Robert T. Kiyosaki of Rich Dad, Poor Dad fame wrote a book for parents, Why "A" students work for "C" Students and "B" Students Work for the Government. Warning: if you are liberal in your political leaning, you may find many issues with his premise. He believes that schools fail to provide a sound financial education to students because a) they don't know how and b) they are incented to keep students ignorant of financial education so that the government can benefit from their ignorance. He describes this book as a manual for financial education for parents to help them teach their children. Individuals with a sound basic financial education, he proposes, have an unfair advantage over those who do not.
Kiyosaki points out that the top 1% of income earners pay nearly 40% of all income taxes and the bottom 50% pay only about 3% of all income taxes. That leaves the majority of the tax burden (approximately 57%) to fall on the middle class. Both Democrats and Republicans, he asserts, want to save the middle class because they pay the taxes that support the hulking governmental machines that compose these groups.
Kiyosaki divides earnings into four quadrants: E- employees; S- self employed; I- investment; and B- business owners. Taxes are highest in the E and S quadrants. Government need highly capable people to put money into investments and it needs people to start and own those large corporations to hire the other people and house their populace. That is why large business owners do not pay high taxes- the alleged "loop holes" people complain of. They are doing the work that the government wants done, so they are rewarded. The author assert the unfair advantage starts with understanding this concept and going from there.

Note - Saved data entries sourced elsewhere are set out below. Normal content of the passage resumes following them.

//! Document metadata (`Ustveri.xml`).
//!
//! Describes the primary document: subject, dates, originator, receivers,
//! intended signers, and a descriptor of the primary part carrying its size
//! and hex SHA-256. The descriptor is only a claim; verification recomputes
//! the digest from the stored bytes (see [`crate::verify`]).

use super::target::Target;
use super::{parse_elements, XmlBuilder, EYP_NAMESPACE};
use crate::digest::{Digest, SHA256_ALGORITHM_URI};
use crate::{Error, Result};
use chrono::{DateTime, NaiveDate, SecondsFormat, Utc};
use serde::{Deserialize, Serialize};
use uuid::Uuid;

/// An institution or unit that originates or receives documents.
#[derive(Debug, Clone, PartialEq, Eq, Serialize, Deserialize)]
pub struct Entity {
    /// Institutional identifier
    pub id: String,
    /// Display name
    pub name: String,
}

/// A person expected to sign the package.
///
/// Signers are kept in signing order.
#[derive(Debug, Clone, Default, PartialEq, Eq, Serialize, Deserialize)]
pub struct Signer {
    pub given_name: String,
    pub surname: String,
    pub title: String,
    /// Capacity in which the person signs (e.g. "Genel Başkan adına")
    pub capacity: String,
}

/// Structured metadata supplied by the document-management layer.
#[derive(Debug, Clone, PartialEq, Eq, Serialize, Deserialize)]
pub struct DocumentMetadata {
    pub subject: String,
    pub reference_date: NaiveDate,
    /// Registry number of the document, used for the storage key
    pub document_number: String,
    pub originator: Entity,
    pub targets: Vec<Target>,
    #[serde(default)]
    pub signers: Vec<Signer>,
}

/// Name, type, size and digest of a stored part.
#[derive(Debug, Clone, PartialEq, Eq)]
pub struct PartDescriptor {
    pub file_name: String,
    pub mime_type: String,
    pub size: u64,
    pub digest: Digest,
}

impl PartDescriptor {
    /// Describe a byte blob.
    pub fn describe(file_name: impl Into<String>, mime_type: impl Into<String>, data: &[u8]) -> Self {
        Self {
            file_name: file_name.into(),
            mime_type: mime_type.into(),
            size: data.len() as u64,
            digest: Digest::of(data),
        }
    }

    fn write(&self, xml: &mut XmlBuilder, element: &str) {
        let size = self.size.to_string();
        xml.open(
            element,
            &[
                ("DosyaAdi", self.file_name.as_str()),
                ("MimeTuru", self.mime_type.as_str()),
                ("Boyut", size.as_str()),
            ],
        )
        .leaf("Ozet", &[("Algoritma", SHA256_ALGORITHM_URI)], &self.digest.to_hex())
        .close(element);
    }

    /// Read the primary-part descriptor back from serialized `Ustveri.xml`.
    pub fn read_primary(xml: &str) -> Result<Self> {
        let elements = parse_elements(xml)?;
        let start = elements
            .iter()
            .position(|e| e.name == "UstYazi")
            .ok_or_else(|| Error::MalformedPackage("Ustveri has no UstYazi descriptor".into()))?;
        let head = &elements[start];
        let ozet = elements[start..]
            .iter()
            .find(|e| e.name == "Ozet")
            .ok_or_else(|| Error::MalformedPackage("UstYazi descriptor has no digest".into()))?;

        let missing = |attr: &str| Error::MalformedPackage(format!("UstYazi is missing {attr}"));
        let file_name = head.attr("DosyaAdi").ok_or_else(|| missing("DosyaAdi"))?;
        let mime_type = head.attr("MimeTuru").ok_or_else(|| missing("MimeTuru"))?;
        let size = head
            .attr("Boyut")
            .and_then(|s| s.parse::<u64>().ok())
            .ok_or_else(|| missing("Boyut"))?;
        let digest = Digest::from_hex(&ozet.text)
            .ok_or_else(|| Error::MalformedPackage(format!("Invalid digest: {}", ozet.text)))?;

        Ok(Self {
            file_name: file_name.to_string(),
            mime_type: mime_type.to_string(),
            size,
            digest,
        })
    }
}

/// `<Imzalar>` block, one `<Imza Sira="n">` per signer in order.
pub(crate) fn write_signers(xml: &mut XmlBuilder, signers: &[Signer]) {
    xml.open("Imzalar", &[]);
    for (idx, signer) in signers.iter().enumerate() {
        let order = (idx + 1).to_string();
        xml.open("Imza", &[("Sira", order.as_str())])
            .leaf("Adi", &[], &signer.given_name)
            .leaf("Soyadi", &[], &signer.surname)
            .leaf("Unvan", &[], &signer.title)
            .leaf("Amac", &[], &signer.capacity)
            .close("Imza");
    }
    xml.close("Imzalar");
}

/// Everything written into `Ustveri.xml`.
#[derive(Debug, Clone)]
pub struct UstveriDocument<'a> {
    pub package_id: Uuid,
    pub created_at: DateTime<Utc>,
    pub metadata: &'a DocumentMetadata,
    pub primary: &'a PartDescriptor,
    pub attachments: &'a [PartDescriptor],
}

impl UstveriDocument<'_> {
    /// Serialize to canonical XML.
    pub fn to_xml(&self) -> String {
        let meta = self.metadata;
        let package_id = self.package_id.to_string();
        let created = self.created_at.to_rfc3339_opts(SecondsFormat::Secs, true);
        let date = meta.reference_date.format("%Y-%m-%d").to_string();

        let mut xml = XmlBuilder::new();
        xml.open("Ustveri", &[("xmlns", EYP_NAMESPACE)])
            .leaf("BelgeId", &[], &package_id)
            .leaf("OlusturmaTarihi", &[], &created)
            .leaf("Konu", &[], &meta.subject)
            .leaf("Tarih", &[], &date)
            .leaf("BelgeNo", &[], &meta.document_number);

        xml.open("Olusturan", &[])
            .leaf("OgeId", &[], &meta.originator.id)
            .leaf("Adi", &[], &meta.originator.name)
            .close("Olusturan");

        xml.open("Dagitimlar", &[]);
        for target in &meta.targets {
            xml.open("Dagitim", &[("Amac", target.purpose.code())])
                .leaf("OgeId", &[], &target.id)
                .leaf("Adi", &[], &target.name)
                .close("Dagitim");
        }
        xml.close("Dagitimlar");

        if !meta.signers.is_empty() {
            write_signers(&mut xml, &meta.signers);
        }

        self.primary.write(&mut xml, "UstYazi");

        if !self.attachments.is_empty() {
            xml.open("Ekler", &[]);
            for attachment in self.attachments {
                attachment.write(&mut xml, "Ek");
            }
            xml.close("Ekler");
        }

        xml.close("Ustveri");
        xml.finish()
    }
}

I listened to the audio version of this book. It is particularly suited to an audio format because the pace is slow, the content not dense and the book includes lots of repetition. It almost seems as if the book was meant to be read out loud rather than read silently.
While you may not agree with many of his theories, the book does offer some thoughts on how to look at financial education and understand that schools do not offer this concept. At our district they instituted a Finance Tech class which appeared to be light on finance and high on tech- how to use Excel, Publisher and Word. (Fortunately we only offer a one semester computers class in middle school to teach the Microsoft suite, so the kids cannot possibly be expected to have learned them.) They did not teach about insurance or debt, but did make a poster that used a list of Word special features for an activity of interest. If we truly want to avoid another financial meltdown we need to teach kids about debt, assets and liabilities, not how to make pretty posters with curved text, multiple text effects, and pretty pictures.

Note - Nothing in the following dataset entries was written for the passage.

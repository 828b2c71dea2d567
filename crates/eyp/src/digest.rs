//! SHA-256 digests of part content.
//!
//! Digests are always taken over the exact bytes that end up in the archive.
//! XML parts are serialized first and the serialized form is hashed, so a
//! digest recomputed from a re-opened package matches the stored value.

use base64::engine::general_purpose::STANDARD;
use base64::Engine as _;
use sha2::{Digest as _, Sha256};
use std::fmt;

/// Algorithm URI written next to every SHA-256 digest in manifest XML.
pub const SHA256_ALGORITHM_URI: &str = "http://www.w3.org/2001/04/xmlenc#sha256";

/// A SHA-256 digest value.
#[derive(Clone, Copy, PartialEq, Eq, Hash)]
pub struct Digest([u8; 32]);

impl Digest {
    /// Hash a byte slice.
    pub fn of(data: &[u8]) -> Self {
        let mut hasher = Sha256::new();
        hasher.update(data);
        let result = hasher.finalize();

        let mut out = [0u8; 32];
        out.copy_from_slice(&result);
        Digest(out)
    }

    /// Raw digest bytes.
    pub fn as_bytes(&self) -> &[u8; 32] {
        &self.0
    }

    /// Lowercase hexadecimal form.
    pub fn to_hex(&self) -> String {
        hex::encode(self.0)
    }

    /// Standard base64 form (with padding).
    pub fn to_base64(&self) -> String {
        STANDARD.encode(self.0)
    }

    /// Parse a lowercase or uppercase hex digest.
    pub fn from_hex(s: &str) -> Option<Self> {
        let bytes = hex::decode(s.trim()).ok()?;
        Self::from_slice(&bytes)
    }

    /// Parse a base64 digest.
    pub fn from_base64(s: &str) -> Option<Self> {
        let bytes = STANDARD.decode(s.trim()).ok()?;
        Self::from_slice(&bytes)
    }

    fn from_slice(bytes: &[u8]) -> Option<Self> {
        let arr: [u8; 32] = bytes.try_into().ok()?;
        Some(Digest(arr))
    }
}

impl fmt::Debug for Digest {
    fn fmt(&self, f: &mut fmt::Formatter<'_>) -> fmt::Result {
        write!(f, "Digest({})", self.to_hex())
    }
}

impl fmt::Display for Digest {
    fn fmt(&self, f: &mut fmt::Formatter<'_>) -> fmt::Result {
        f.write_str(&self.to_hex())
    }
}

/// Hash a byte slice with SHA-256.
pub fn sha256(data: &[u8]) -> Digest {
    Digest::of(data)
}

We need to teach them about college education being something that enhances your lifetime earnings only if you have a skill associated with it. Expensive college degrees in liberal arts can result in significantly lower lifetime earnings than a two year associates degree. All college debt is not created equal. If a child needs to take remedial classes because he did not apply himself in high school or the standards at the school were too low, the courses should not be taken at a four year institution. Parents who carry debt or pay for such things are not helping their kids, they are perpetuating the problem.

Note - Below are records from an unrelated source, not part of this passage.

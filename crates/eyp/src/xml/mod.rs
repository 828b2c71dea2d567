//! Canonical XML serialization for package parts.
//!
//! Every structured part (metadata, target list, digest manifests, content
//! types, relationships) is produced by a pure function returning a string.
//! The functions share [`XmlBuilder`], which fixes the declaration,
//! indentation and attribute order, so identical records always serialize to
//! identical bytes.
//!
//! | Part | Generator |
//! |------|-----------|
//! | `Ustveri/Ustveri.xml` | [`ustveri::UstveriDocument::to_xml`] |
//! | `BelgeHedef/BelgeHedef.xml` | [`target::TargetList::to_xml`] |
//! | `PaketOzeti/PaketOzeti.xml` | [`summary::DigestManifest::to_xml`] |
//! | `ImzaCades/ImzaBilgisi.xml` | [`signature_info::SignatureInfo::to_xml`] |
//! | `NihaiOzet/NihaiOzet.xml` | [`summary::DigestManifest::to_xml`] |
//!
//! Free text is escaped with [`quick_xml::escape::escape`]; reading back
//! goes through [`parse_elements`].

pub mod signature_info;
pub mod summary;
pub mod target;
pub mod ustveri;

pub use signature_info::SignatureInfo;
pub use summary::{DigestManifest, ManifestEntry, ManifestKind};
pub use target::{Target, TargetList, TargetPurpose};
pub use ustveri::{DocumentMetadata, Entity, PartDescriptor, Signer, UstveriDocument};

use crate::Result;
use quick_xml::escape::escape;
use quick_xml::events::Event;
use quick_xml::Reader;

/// Namespace of the document-package vocabulary.
pub const EYP_NAMESPACE: &str = "urn:dpt-eyazisma-schema:core:v1.0";

const DECLARATION: &str = "<?xml version=\"1.0\" encoding=\"utf-8\"?>\n";

/// Line-oriented XML writer with fixed two-space indentation.
pub(crate) struct XmlBuilder {
    buf: String,
    depth: usize,
}

impl XmlBuilder {
    pub(crate) fn new() -> Self {
        Self {
            buf: String::from(DECLARATION),
            depth: 0,
        }
    }

    fn indent(&mut self) {
        for _ in 0..self.depth {
            self.buf.push_str("  ");
        }
    }

    fn start_tag(&mut self, name: &str, attrs: &[(&str, &str)]) {
        self.indent();
        self.buf.push('<');
        self.buf.push_str(name);
        for (key, value) in attrs {
            self.buf.push(' ');
            self.buf.push_str(key);
            self.buf.push_str("=\"");
            self.buf.push_str(&escape(*value));
            self.buf.push('"');
        }
    }

    /// Open an element that will contain children.
    pub(crate) fn open(&mut self, name: &str, attrs: &[(&str, &str)]) -> &mut Self {
        self.start_tag(name, attrs);
        self.buf.push_str(">\n");
        self.depth += 1;
        self
    }

    pub(crate) fn close(&mut self, name: &str) -> &mut Self {
        self.depth = self.depth.saturating_sub(1);
        self.indent();
        self.buf.push_str("</");
        self.buf.push_str(name);
        self.buf.push_str(">\n");
        self
    }

    /// Element with escaped text content and no children.
    pub(crate) fn leaf(&mut self, name: &str, attrs: &[(&str, &str)], text: &str) -> &mut Self {
        self.start_tag(name, attrs);
        self.buf.push('>');
        self.buf.push_str(&escape(text));
        self.buf.push_str("</");
        self.buf.push_str(name);
        self.buf.push_str(">\n");
        self
    }

    pub(crate) fn empty(&mut self, name: &str, attrs: &[(&str, &str)]) -> &mut Self {
        self.start_tag(name, attrs);
        self.buf.push_str("/>\n");
        self
    }

    pub(crate) fn finish(self) -> String {
        self.buf
    }
}

/// A flattened element read back from a part.
#[derive(Debug, Clone, PartialEq, Eq)]
pub struct XmlElement {
    /// Local name (namespace prefix stripped)
    pub name: String,
    /// Attributes in document order, local names, unescaped values
    pub attributes: Vec<(String, String)>,
    /// Concatenated, unescaped text content directly inside the element
    pub text: String,
}

impl XmlElement {
    /// Look up an attribute by local name.
    pub fn attr(&self, name: &str) -> Option<&str> {
        self.attributes
            .iter()
            .find(|(k, _)| k == name)
            .map(|(_, v)| v.as_str())
    }
}

/// Read every element of a document in document order.
///
/// Nesting is not preserved; callers select elements by name. Text is
/// attached to the innermost open element.
pub fn parse_elements(xml: &str) -> Result<Vec<XmlElement>> {
    let mut reader = Reader::from_str(xml);
    reader.config_mut().trim_text(true);

    let mut elements: Vec<XmlElement> = Vec::new();
    let mut open: Vec<usize> = Vec::new();

    loop {
        match reader.read_event()? {
            Event::Start(e) => {
                elements.push(read_element(&e)?);
                open.push(elements.len() - 1);
            }
            Event::Empty(e) => {
                elements.push(read_element(&e)?);
            }
            Event::End(_) => {
                open.pop();
            }
            Event::Text(t) => {
                if let Some(&idx) = open.last() {
                    let text = t.unescape()?;
                    if let Some(element) = elements.get_mut(idx) {
                        element.text.push_str(&text);
                    }
                }
            }
            Event::Eof => break,
            _ => {}
        }
    }

    Ok(elements)
}

fn read_element(e: &quick_xml::events::BytesStart<'_>) -> Result<XmlElement> {
    let name = String::from_utf8_lossy(e.local_name().as_ref()).into_owned();
    let mut attributes = Vec::new();
    for attr in e.attributes() {
        let attr = attr?;
        let key = String::from_utf8_lossy(attr.key.local_name().as_ref()).into_owned();
        let value = attr.unescape_value()?.into_owned();
        attributes.push((key, value));
    }
    Ok(XmlElement {
        name,
        attributes,
        text: String::new(),
    })
}

#[cfg(test)]
mod tests {
    use super::*;

    #[test]
    fn test_builder_layout() {
        let mut xml = XmlBuilder::new();
        xml.open("Root", &[("Id", "1")])
            .leaf("Name", &[], "value")
            .empty("Flag", &[("On", "true")])
            .close("Root");
        let out = xml.finish();
        assert_eq!(
            out,
            "<?xml version=\"1.0\" encoding=\"utf-8\"?>\n\
             <Root Id=\"1\">\n  <Name>value</Name>\n  <Flag On=\"true\"/>\n</Root>\n"
        );
    }

    #[test]
    fn test_builder_escapes_text_and_attributes() {
        let mut xml = XmlBuilder::new();
        xml.leaf("T", &[("a", "x\"y'z")], "a & b < c > d");
        let out = xml.finish();
        assert!(out.contains("a &amp; b &lt; c &gt; d"));
        assert!(out.contains("a=\"x&quot;y&apos;z\""));
    }

    #[test]
    fn test_parse_round_trip_of_escaped_text() {
        let mut xml = XmlBuilder::new();
        xml.open("Root", &[])
            .leaf("Konu", &[("Dil", "tr")], "Ücret & \"aidat\" <2024>")
            .close("Root");
        let elements = parse_elements(&xml.finish()).unwrap();
        assert_eq!(elements.len(), 2);
        assert_eq!(elements[1].name, "Konu");
        assert_eq!(elements[1].attr("Dil"), Some("tr"));
        assert_eq!(elements[1].text, "Ücret & \"aidat\" <2024>");
    }

    #[test]
    fn test_parse_strips_prefixes() {
        let elements =
            parse_elements("<a:Root xmlns:a=\"urn:x\"><a:Item a:Key=\"v\"/></a:Root>").unwrap();
        assert_eq!(elements[1].name, "Item");
        assert_eq!(elements[1].attr("Key"), Some("v"));
    }

    #[test]
    fn test_parse_rejects_broken_xml() {
        assert!(parse_elements("<Root><Open></Root>").is_err());
    }
}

Kiyosaki does not see the picture as impossible. He believes that people with the unfair advantage of a financial education can be successful and should be more successful than those who do not have such an advantage. He argues that schools should change, but that the rate of bureaucratic change is slow and teaching your children ahead of the curve will give them the unfair advantage that may enable them to become truly rich. Mostly, he argues, that if we do not begin the path to change, our country will farther and farther away from capitalism and closer and closer to socialism and economic ruin.